Dockerfiles don't make your application listen on a specific port number.
The EXPOSE
directive in Dockerfile is purely a documentation and doesn't do anything functional.
You have 2 options for a Go app:
-
Just refactor your code to read the
PORT
env variable:os.Getenv("PORT")
and use it on the HTTP server address you’re starting:port := os.Getenv("PORT") http.ListenAndServe(":"+port)
-
Create a
-port
flag and read it during the entrypoint of your app in the Dockerfile:e.g. if you can make
go run main.go -port=8080
work, change your dockerfile to:exec go run main.go -port=$PORT
These will get you what you want.
Ideally you should not use go run
inside a container. Just do:
RUN go build -o /bin/my-app ./my/pkg
ENTRYPOINT /bin/my-app
to compile a Go program and use it directly. Otherwise, every time Cloud Run starts your container, you would be re-compiling it from scratch, which is not fast, this will increase your cold start times.

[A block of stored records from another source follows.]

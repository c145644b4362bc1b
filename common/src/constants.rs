/// Number of axes reported by every motion sensor.
pub const N_XYZ_COORDINATES: usize = 3;

/// Number of sensor channels handled by the pipeline.
pub const N_CHANNELS: usize = 2;

/// Column names of a serialized batch.
pub const BATCH_COLUMNS: [&str; 4] = ["t", "x", "y", "z"];

/// Header line written at the top of every serialized batch.
pub const BATCH_HEADER: &str = "t,x,y,z\n";
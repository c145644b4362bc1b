pub mod batch;
pub mod callback;
pub mod channel;
pub mod clock;
pub mod sample;
pub mod session;
pub mod upload;
pub mod xyz;

pub use batch::Batch;
pub use callback::Callback;
pub use channel::Channel;
pub use clock::{ManualClock, MonotonicClock};
pub use sample::{RawEvent, Sample};
pub use session::{Session, SessionClock};
pub use upload::{Ack, Destination, UploadReport};
pub use xyz::XYZ;
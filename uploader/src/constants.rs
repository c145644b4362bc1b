/// Defaults matching the collector deployed alongside the walking app.
pub const DEFAULT_BASE_URL: &str = "http://localhost:8080";
pub const DEFAULT_CSV_PATH: &str = "/api/health/minio/csv";
pub const DEFAULT_FILE_FIELD: &str = "uploadFile";
pub const DEFAULT_BUCKET_FIELD: &str = "bucketName";
pub const DEFAULT_BUCKET: &str = "android";
pub const DEFAULT_START_PATH: &str = "/api/walking/start";
pub const DEFAULT_FINISH_PATH: &str = "/api/walking/finish";
pub const DEFAULT_PEDESTRIAN_ID: &str = "examplePedestrianId";
pub const DEFAULT_FLOOR_MAP_ID: &str = "exampleFloorMapId";

pub const CLIENT_TIMEOUT_DEFAULT_SECS: u64 = 5;

pub const CSV_MIME_TYPE: &str = "text/csv";
pub const CSV_EXTENSION: &str = "csv";
use dashmap::DashMap;
use std::sync::Arc;
use uuid::Uuid;

use common::types::{Channel, Sample};
use publisher::listener;
use publisher::Listener;

/// Display stand-in: records the samples it is notified of, per channel.
#[derive(Clone, Default)]
pub struct SampleSink {
    samples: Arc<DashMap<Channel, Vec<Sample>>>,
}

impl SampleSink {
    pub fn new() -> Self {
        Self::default()
    }

    pub fn listener(&self) -> Listener<Sample> {
        let sink = self.clone();
        listener!(sink.process_sample)
    }

    fn process_sample(&self, _id: Uuid, sample: Arc<Sample>) {
        self.samples
            .entry(sample.channel())
            .or_default()
            .push(*sample);
    }

    pub fn samples(&self, channel: Channel) -> Vec<Sample> {
        self.samples
            .get(&channel)
            .map(|entry| entry.value().clone())
            .unwrap_or_default()
    }

    pub fn total(&self) -> usize {
        self.samples.iter().map(|entry| entry.value().len()).sum()
    }
}

impl std::fmt::Debug for SampleSink {
    fn fmt(&self, f: &mut std::fmt::Formatter<'_>) -> std::fmt::Result {
        f.debug_struct("SampleSink")
            .field("total", &self.total())
            .finish()
    }
}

Aside from these you seem to have a lot of inconsistencies in your dockerfile. You set a lot of Go env vars like GOOS GOARCH but you don't actually go build
your app (go run
is an on-the-fly compilation and doesn't take the linker flags in GOFLAGS into account I believe). Look at sample Go dockerfiles to have a better idea on how to write idiomatic Go dockerfiles.